§ **YOUR ASSIGNMENT**: Please copy the lines below exactly, from the first one through the line showing "pub struct MintRequest".
---
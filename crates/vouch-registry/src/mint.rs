//! Coupon minting: access keys, item ids, intents, watchables.

use chrono::{DateTime, Days, Utc};
use rand::Rng as _;
use vouch_core::{Code, Outcome};
use vouch_coupon::decode_base32;

use crate::registry::{KeyPack, Registry};
use crate::seed::SeedType;

/// Parameters for minting one coupon.
#[derive(Debug, Clone)]
pub struct MintRequest {
    /// Capability kind to mint.
    pub kind: SeedType,
    /// Plan tier.
    pub plan: String,
    /// Account id in base-32; embedded in both the prefix and the extra
    /// field.
    pub account_id: String,
    /// Lifetime in calendar days. Mutually exclusive with `seconds`.
    pub days: Option<u32>,
    /// Lifetime in seconds. Mutually exclusive with `days`.
    pub seconds: Option<i64>,
    /// Lock text folded into the signing secret; decoding then needs the
    /// same text as an unlock.
    pub lock: String,
}

/// A batch of access keys swapped for a boss coupon.
#[derive(Debug, Clone, serde::Serialize)]
pub struct KeyBatch {
    /// Capability kind of every key in the batch.
    pub kind: SeedType,
    /// Plan tier.
    pub plan: String,
    /// Account the keys belong to.
    pub account_id: String,
    /// Nominal expiry of the batch, epoch milliseconds. Individual keys
    /// are jittered up to a second earlier.
    pub valid_till: i64,
    /// The minted coupons.
    pub keys: Vec<String>,
}

impl Registry {
    /// Mint one coupon of any kind for an account.
    ///
    /// The account id rides twice: appended to the seed prefix as text and
    /// embedded numerically in the coupon's extra field.
    #[must_use]
    pub fn mint_coupon(&self, req: &MintRequest) -> Outcome<String> {
        let Some(seed) = self.find_pair(req.kind, &req.plan) else {
            return Outcome::fail(
                Code::BadRequest,
                "no matching plan and type for coupon",
            );
        };
        let Some(account) = decode_base32(&req.account_id) else {
            return Outcome::fail(
                Code::BadRequest,
                format!("account id {} is not base-32", req.account_id),
            );
        };
        if req.days.is_some() && req.seconds.is_some() {
            return Outcome::fail(
                Code::BadRequest,
                "choose either seconds or days for key duration",
            );
        }

        let Some(target) = self.expiry_target(req.days, req.seconds) else {
            return Outcome::fail(Code::Internal, "expiry date out of range");
        };
        let secret = format!("{}{}", seed.secret, req.lock);
        let prefix = format!("{}{}", seed.prefix, req.account_id);
        match self.codec().generate(&secret, target, &prefix, account) {
            Ok(coupon) => Outcome::good(coupon),
            Err(err) => Outcome::fail(Code::Internal, err.to_string()),
        }
    }

    /// Swap a boss coupon for a batch of access keys.
    ///
    /// The boss seed's grants say which kinds it may mint; every key is
    /// clamped to the boss coupon's own expiry and jittered a little so
    /// the batch members differ.
    #[must_use]
    pub fn mint_keys(
        &self,
        boss: &KeyPack,
        kind: SeedType,
        count: usize,
        days: Option<u32>,
        seconds: Option<i64>,
        lock: &str,
    ) -> Outcome<KeyBatch> {
        let seed = self.find_seed(&boss.key);
        let granted = seed.is_some_and(|s| {
            s.kind == SeedType::Boss && s.grants.contains(&kind)
        });
        let out: Outcome<()> = Outcome::empty()
            .ensure(
                boss.kind == SeedType::Boss,
                Code::Unauthorized,
                "only boss keys can be swapped for access keys",
            )
            .ensure(seed.is_some(), Code::Internal, "cant find seed for key")
            .ensure(
                granted,
                Code::BadRequest,
                format!("your boss key doesn't allow you to generate {kind} keys"),
            )
            .ensure(boss.has_account(), Code::Internal, "account id is missing")
            .ensure(
                days.is_none() || seconds.is_none(),
                Code::BadRequest,
                "choose either seconds or days for key duration",
            );
        if !out.is_ok() {
            return out.recast();
        }
        let Some(ak) = self.find_pair(kind, &boss.plan) else {
            return Outcome::fail(Code::Internal, "cant find key to swap for boss key");
        };
        let Some(account) = decode_base32(&boss.account_id) else {
            return Outcome::fail(Code::Internal, "account id is missing");
        };

        let max_time = boss.valid_till;
        let target = self
            .expiry_target(days, seconds)
            .unwrap_or(max_time)
            .min(max_time);

        let now = self.now_millis();
        let secret = format!("{}{lock}", ak.secret);
        let mut rng = rand::thread_rng();
        let mut keys = Vec::with_capacity(count.max(1));
        for _ in 0..count.max(1) {
            // jitter makes the keys in a batch all a little different
            let a_bit_random = now.max(target.saturating_sub(rng.gen_range(0..1_000)));
            match self
                .codec()
                .generate(&secret, a_bit_random, &ak.prefix, account)
            {
                Ok(coupon) => keys.push(coupon),
                Err(err) => return Outcome::fail(Code::Internal, err.to_string()),
            }
        }

        Outcome::good(KeyBatch {
            kind,
            plan: boss.plan.clone(),
            account_id: boss.account_id.clone(),
            valid_till: target,
            keys,
        })
    }

    /// Mint an intent coupon: a 15-second exclusive update lease.
    ///
    /// `"update"` is the only intention the protocol accepts.
    #[must_use]
    pub fn mint_intent(
        &self,
        plan: &str,
        account_id: &str,
        intention: &str,
    ) -> Outcome<String> {
        let out: Outcome<()> = Outcome::empty().ensure(
            intention == "update",
            Code::BadRequest,
            "intention=update is the only currently supported value",
        );
        if !out.is_ok() {
            return out.recast();
        }
        let Some(seed) = self.find_pair(SeedType::Intent, plan) else {
            return Outcome::fail(
                Code::Internal,
                format!("couldnt find intent seed for plan {plan}"),
            );
        };
        let account = decode_base32(account_id).unwrap_or_default();
        let expiry = self
            .now_millis()
            .saturating_add(self.settings().intent_lifetime_ms);
        match self
            .codec()
            .generate(&seed.secret, expiry, &seed.prefix, account)
        {
            Ok(coupon) => Outcome::good(coupon),
            Err(err) => Outcome::fail(Code::Internal, err.to_string()),
        }
    }

    /// Mint an item-class coupon used as a fresh document id.
    #[must_use]
    pub fn mint_item_id(
        &self,
        plan: &str,
        account_id: &str,
        lifetime_secs: i64,
    ) -> Outcome<String> {
        self.mint_coupon(&MintRequest {
            kind: SeedType::Item,
            plan: plan.to_owned(),
            account_id: account_id.to_owned(),
            days: None,
            seconds: Some(lifetime_secs),
            lock: String::new(),
        })
    }

    /// Mint a watchable-class coupon expiring at an explicit timestamp.
    #[must_use]
    pub fn mint_watch_id(
        &self,
        plan: &str,
        account_id: &str,
        expiry_millis: i64,
    ) -> Outcome<String> {
        let Some(seed) = self.find_pair(SeedType::Watchable, plan) else {
            return Outcome::fail(
                Code::Internal,
                format!("couldnt find watchable seed for plan {plan}"),
            );
        };
        let account = decode_base32(account_id).unwrap_or_default();
        match self
            .codec()
            .generate(&seed.secret, expiry_millis, &seed.prefix, account)
        {
            Ok(coupon) => Outcome::good(coupon),
            Err(err) => Outcome::fail(Code::Internal, err.to_string()),
        }
    }

    /// Clamp a requested item lifetime to what the plan and the writer
    /// key's remaining validity allow. Returns the lifetime in seconds.
    #[must_use]
    #[allow(clippy::arithmetic_side_effects)]
    pub fn prepare_lifetime(
        &self,
        plan_id: &str,
        requested_secs: i64,
        writer_code: &str,
        unlock: &str,
    ) -> Outcome<i64> {
        let Some(plan) = self.plan(plan_id) else {
            return Outcome::fail(
                Code::Internal,
                format!("Can't find plan info for plan:{plan_id}"),
            );
        };
        let out: Outcome<()> = Outcome::empty().ensure(
            requested_secs <= plan.max_lifetime || requested_secs == 0,
            Code::BadRequest,
            format!(
                "Max lifetime for your plan is {} you asked for {requested_secs}",
                plan.max_lifetime
            ),
        );
        if !out.is_ok() {
            return out.recast();
        }

        let writer = self.key_pack(writer_code, unlock);
        let Some(writer) = writer.value().filter(|_| writer.is_ok()) else {
            return Outcome::fail(Code::Internal, "Writer key gone invalid - try again");
        };

        let now = self.now_millis();
        let requested = if requested_secs > 0 {
            requested_secs
        } else {
            plan.lifetime
        };
        let lifetime = requested
            .min((writer.valid_till - now).div_euclid(1000))
            .min(plan.max_lifetime);

        Outcome::good(lifetime).ensure(
            lifetime > 0,
            Code::Internal,
            format!("Item would have a lifetime of {lifetime}"),
        )
    }

    /// Plan write-size guard.
    #[must_use]
    pub fn check_size(&self, plan_id: &str, bytes: usize) -> Outcome<()> {
        let Some(plan) = self.plan(plan_id) else {
            return Outcome::fail(Code::Internal, format!("plan not found {plan_id}"));
        };
        Outcome::good(()).ensure(
            bytes <= plan.max_size,
            Code::Quota,
            format!("exceeded write size of {} for quota", plan.max_size),
        )
    }

    /// Expiry target from optional days/seconds, defaulting to the
    /// configured day count. Calendar-day arithmetic for day lifetimes.
    fn expiry_target(&self, days: Option<u32>, seconds: Option<i64>) -> Option<i64> {
        let now = self.now_millis();
        if let Some(secs) = seconds {
            return Some(now.saturating_add(secs.saturating_mul(1000)));
        }
        let days = days.unwrap_or(self.settings().default_days);
        DateTime::<Utc>::from_timestamp_millis(now)?
            .checked_add_days(Days::new(u64::from(days)))
            .map(|d| d.timestamp_millis())
    }
}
---
§ **EXERCISE OUTPUT**:
filename crates/vouch-registry/src/mint.rs
//! Coupon minting: access keys, item ids, intents, watchables.

use chrono::{DateTime, Days, Utc};
use rand::Rng as _;
use vouch_core::{Code, Outcome};
use vouch_coupon::decode_base32;

use crate::registry::{KeyPack, Registry};
use crate::seed::SeedType;

/// Parameters for minting one coupon.
#[derive(Debug, Clone)]
pub struct MintRequest {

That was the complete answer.